While recent automated red-teaming methods show promise for systematically exposing model vulnerabilities, most existing approaches rely on human-specified workflows. This dependence on manually designed workflows suffers from human biases and makes exploring the broader design space expensive. We introduce AgenticRed, an automated pipeline that leverages LLMs' in-context learning to iteratively design and refine red-teaming systems without human intervention. Rather than optimizing attacker policies within predefined structures, AgenticRed treats red-teaming as a system design problem, and it autonomously evolves automated red-teaming systems using evolutionary selection and generational knowledge.
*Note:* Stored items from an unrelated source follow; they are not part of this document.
impl DeviceModel {
    pub fn with_assembly(mut self, instance: u32, data: Vec<u8>) -> Self {
        self.assemblies.insert(instance, data);
        self
    }

    pub fn with_read_only(mut self, instance: u32) -> Self {
        self.read_only.insert(instance);
        self
    }

    pub fn with_tag(mut self, name: &str, type_code: u16, data: Vec<u8>) -> Self {
        self.tags.insert(name.to_string(), (type_code, data));
        self
    }

    pub fn with_vendor(mut self, class: u16, instance: u32, data: Vec<u8>) -> Self {
        self.vendor.insert((class, instance), data);
        self
    }

    /// Index of the first recorded request matching `service` and `path`
    pub fn position_of(&self, service: u8, path: &[u8]) -> Option<usize> {
        self.requests
            .iter()
            .position(|r| r.service == service && r.path == path)
    }

    fn handle(&mut self, service_code: u8, path: &[u8], data: &[u8], extras: &[CpfItem]) -> (CipResponse, Vec<CpfItem>) {
        self.requests.push(Recorded {
            service: service_code,
            path: path.to_vec(),
            data: data.to_vec(),
        });
        let parsed = parse_path(path);

        if service_code == service::UNCONNECTED_SEND {
            return (self.unconnected_send(data), Vec::new());
        }
        if let Some(symbol) = parsed.symbol.clone() {
            return (self.tag(service_code, &symbol, data), Vec::new());
        }
        match parsed.class {
            Some(0x04) => (self.assembly(service_code, &parsed, data), Vec::new()),
            Some(0x06) if service_code == service::FORWARD_OPEN => self.forward_open(data, extras),
            Some(0x06) if service_code == service::FORWARD_CLOSE => (self.forward_close(data), Vec::new()),
            Some(class @ 0x70..=0x7F) => (self.vendor_class(service_code, class, &parsed, data), Vec::new()),
            _ => (reply(service_code, STATUS_SERVICE_NOT_SUPPORTED, Vec::new()), Vec::new()),
        }
    }

    fn assembly(&mut self, service_code: u8, parsed: &Parsed, data: &[u8]) -> CipResponse {
        let Some(instance) = parsed.instance else {
            return reply(service_code, STATUS_PATH_SEGMENT_ERROR, Vec::new());
        };
        let Some(current) = self.assemblies.get(&instance).cloned() else {
            return reply(service_code, STATUS_OBJECT_DOES_NOT_EXIST, Vec::new());
        };
        match service_code {
            service::GET_ATTRIBUTE_SINGLE => reply(service_code, 0x00, current),
            service::SET_ATTRIBUTE_SINGLE => {
                if self.read_only.contains(&instance) {
                    reply(service_code, STATUS_NOT_SETTABLE, Vec::new())
                } else if data.len() < current.len() {
                    reply(service_code, STATUS_NOT_ENOUGH_DATA, Vec::new())
                } else if data.len() > current.len() {
                    reply(service_code, STATUS_TOO_MUCH_DATA, Vec::new())
                } else {
                    self.assemblies.insert(instance, data.to_vec());
                    reply(service_code, 0x00, Vec::new())
                }
            }
            _ => reply(service_code, STATUS_SERVICE_NOT_SUPPORTED, Vec::new()),
        }
    }

    fn tag(&mut self, service_code: u8, symbol: &str, data: &[u8]) -> CipResponse {
        match service_code {
            service::READ_TAG => match self.tags.get(symbol) {
                Some((type_code, value)) => {
                    let mut out = type_code.to_le_bytes().to_vec();
                    out.extend_from_slice(value);
                    reply(service_code, 0x00, out)
                }
                None => reply(service_code, STATUS_PATH_SEGMENT_ERROR, Vec::new()),
            },
            service::WRITE_TAG => {
                if data.len() < 4 {
                    return reply(service_code, STATUS_NOT_ENOUGH_DATA, Vec::new());
                }
                let type_code = u16::from_le_bytes([data[0], data[1]]);
                let stored = if type_code == 0x02A0 {
                    let mut bytes = data[2..4].to_vec();
                    bytes.extend_from_slice(&data[6..]);
                    bytes
                } else {
                    data[4..].to_vec()
                };
                self.tags.insert(symbol.to_string(), (type_code, stored));
                reply(service_code, 0x00, Vec::new())
            }
            _ => reply(service_code, STATUS_SERVICE_NOT_SUPPORTED, Vec::new()),
        }
    }

    fn unconnected_send(&mut self, data: &[u8]) -> CipResponse {
        if data.len() < 4 {
            return reply(service::UNCONNECTED_SEND, STATUS_NOT_ENOUGH_DATA, Vec::new());
        }
        let size = u16::from_le_bytes([data[2], data[3]]) as usize;
        let embedded = &data[4..4 + size];
        let words = embedded[1] as usize;
        let path = &embedded[2..2 + words * 2];
        let body = &embedded[2 + words * 2..];
        self.handle(embedded[0], path, body, &[]).0
    }

    fn forward_open(&mut self, data: &[u8], extras: &[CpfItem]) -> (CipResponse, Vec<CpfItem>) {
        let fail = |extended| (reply_extended(service::FORWARD_OPEN, STATUS_CONNECTION_FAILURE, extended), Vec::new());
        if self.connection.is_some() {
            return fail(0x0100);
        }
        let u16_at = |at: usize| u16::from_le_bytes([data[at], data[at + 1]]);
        let u32_at = |at: usize| u32::from_le_bytes([data[at], data[at + 1], data[at + 2], data[at + 3]]);
        let path = parse_path(&data[36..]);
        let (Some(&consumed), Some(&produced)) = (path.points.first(), path.points.get(1)) else {
            return fail(0x0315);
        };
        let o_to_t_size = (u16_at(26) & 0x01FF) as usize;
        let t_to_o_size = (u16_at(32) & 0x01FF) as usize;
        let consumed_len = self.assemblies.get(&consumed).map(Vec::len);
        let produced_len = self.assemblies.get(&produced).map(Vec::len);
        if consumed_len.map(|len| len + 6) != Some(o_to_t_size) || produced_len.map(|len| len + 2) != Some(t_to_o_size) {
            return fail(0x0109);
        }

        self.forward_open_items = extras.to_vec();
        let connection = SimConnection {
            o_to_t_id: O_TO_T_CONNECTION_ID,
            t_to_o_id: u32_at(6),
            serial: u16_at(10),
            consumed_instance: consumed,
            produced_instance: produced,
            o_to_t_size,
            t_to_o_size,
        };
        let body = ForwardOpenReply {
            o_to_t_connection_id: connection.o_to_t_id,
            t_to_o_connection_id: connection.t_to_o_id,
            connection_serial: connection.serial,
            vendor_id: u16_at(12),
            originator_serial: u32_at(14),
            o_to_t_api: Duration::from_micros(u64::from(u32_at(22))),
            t_to_o_api: Duration::from_micros(u64::from(u32_at(28))),
        }
        .encode();
        self.connection = Some(connection);

        let mut items = Vec::new();
        if let Some(SocketAddr::V4(io)) = self.io_addr {
            items.push(CpfItem::new(item::SOCKADDR_O_T, encode_sockaddr(io)));
        }
        items.extend(self.forward_open_reply_items.iter().cloned());
        (reply(service::FORWARD_OPEN, 0x00, body), items)
    }

    fn forward_close(&mut self, data: &[u8]) -> CipResponse {
        let serial = u16::from_le_bytes([data[2], data[3]]);
        match &self.connection {
            Some(connection) if connection.serial == serial => {
                self.connection = None;
                let mut body = data[2..10].to_vec();
                body.extend_from_slice(&[0x00, 0x00]);
                reply(service::FORWARD_CLOSE, 0x00, body)
            }
            _ => reply_extended(service::FORWARD_CLOSE, STATUS_CONNECTION_FAILURE, 0x0107),
        }
    }

    fn vendor_class(&mut self, service_code: u8, class: u16, parsed: &Parsed, data: &[u8]) -> CipResponse {
        let instance = parsed.instance.unwrap_or(0);
        match service_code {
            service::GET_ATTRIBUTE_SINGLE | service::GET_ATTRIBUTES_ALL => match self.vendor.get(&(class, instance)) {
                Some(value) => reply(service_code, 0x00, value.clone()),
                None => reply(service_code, STATUS_OBJECT_DOES_NOT_EXIST, Vec::new()),
            },
            service::SET_ATTRIBUTE_SINGLE | service::SET_ATTRIBUTES_ALL => {
                self.vendor.insert((class, instance), data.to_vec());
                reply(service_code, 0x00, Vec::new())
            }
            _ => reply(service_code, STATUS_SERVICE_NOT_SUPPORTED, Vec::new()),
        }
    }
}

pub fn sample_identity(name: &str, serial_number: u32) -> DeviceIdentity {
    DeviceIdentity {
        ip: IpAddr::V4(Ipv4Addr::LOCALHOST),
        reported_addr: None,
        vendor_id: 44,
        device_type: 0x0C,
        product_code: 0x1234,
        revision_major: 2,
        revision_minor: 7,
        status: 0x0030,
        serial_number,
        product_name: name.to_string(),
        state: 3,
        online: true,
        rtt: Duration::ZERO,
    }
}

/// ListIdentity reply payload: item count and one identity item
fn identity_payload(identity: &DeviceIdentity) -> Vec<u8> {
    let body = identity.encode_item();
    let mut out = 1u16.to_le_bytes().to_vec();
    out.extend_from_slice(&item::LIST_IDENTITY.to_le_bytes());
    out.extend_from_slice(&(body.len() as u16).to_le_bytes());
    out.extend_from_slice(&body);
    out
}

fn handle_send_rr_data(model: &Mutex<DeviceModel>, payload: &[u8]) -> Option<Vec<u8>> {
    let items = cip::decode_cpf(payload, 6).ok()?;
    let request = items.iter().find(|i| i.type_id == item::UNCONNECTED_DATA)?;
    let extras: Vec<CpfItem> = items
        .iter()
        .filter(|i| i.type_id != item::NULL_ADDRESS && i.type_id != item::UNCONNECTED_DATA)
        .cloned()
        .collect();
    let bytes = &request.data;
    let words = *bytes.get(1)? as usize;
    let path = bytes.get(2..2 + words * 2)?;
    let data = &bytes[2 + words * 2..];

    let mut model = model.lock().ok()?;
    let (response, reply_items) = model.handle(bytes[0], path, data, &extras);
    let parsed = parse_path(path);
    if parsed.class == Some(0x04) && parsed.instance.is_some_and(|i| model.stall_instances.contains(&i)) {
        return Some(Vec::new());
    }
    let mut out = vec![
        CpfItem::new(item::NULL_ADDRESS, Vec::new()),
        CpfItem::new(model.data_item_type.unwrap_or(item::UNCONNECTED_DATA), response.encode()),
    ];
    out.extend(reply_items);
    cip::encode_cpf(0, &out).ok()
}

async fn serve(mut stream: TcpStream, model: Arc<Mutex<DeviceModel>>, identity: DeviceIdentity) {
    loop {
        let mut header = [0u8; ENCAP_HEADER_LEN];
        if stream.read_exact(&mut header).await.is_err() {
            return;
        }
        let Ok(header) = EncapHeader::decode(&header) else {
            return;
        };
        let mut payload = vec![0u8; header.length as usize];
        if stream.read_exact(&mut payload).await.is_err() {
            return;
        }
        let mut prefix = Vec::new();
        let reply = match header.command {
            command::REGISTER_SESSION => {
                lock(&model).registered += 1;
                encap::encode_packet(header.command, SESSION_HANDLE, &payload)
            }
            command::UNREGISTER_SESSION => {
                lock(&model).unregistered += 1;
                return;
            }
            command::LIST_IDENTITY => encap::encode_packet(header.command, 0, &identity_payload(&identity)),
            command::SEND_RR_DATA => match handle_send_rr_data(&model, &payload) {
                Some(body) if body.is_empty() => continue,
                Some(body) => {
                    prefix = lock(&model).reply_prefix.clone();
                    encap::encode_packet(header.command, header.session_handle, &body)
                }
                None => return,
            },
            _ => return,
        };
        let Ok(reply) = reply else {
            return;
        };
        let reply = [prefix, reply].concat();
        if stream.write_all(&reply).await.is_err() {
            return;
        }
    }
}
Red-teaming systems designed by AgenticRed consistently outperform state-of-the-art approaches, achieving 96% attack success rate (ASR) on Llama-2-7B, 98% on Llama-3-8B and 100% on Qwen3-8B on HarmBench. Our approach generates robust, query-agnostic red-teaming systems that transfer strongly to the latest proprietary models, achieving an impressive 100% ASR on GPT-5.1, DeepSeek-R1 and DeepSeek V3.2. This work highlights evolutionary algorithms as a powerful approach to AI safety that can keep pace with rapidly evolving models.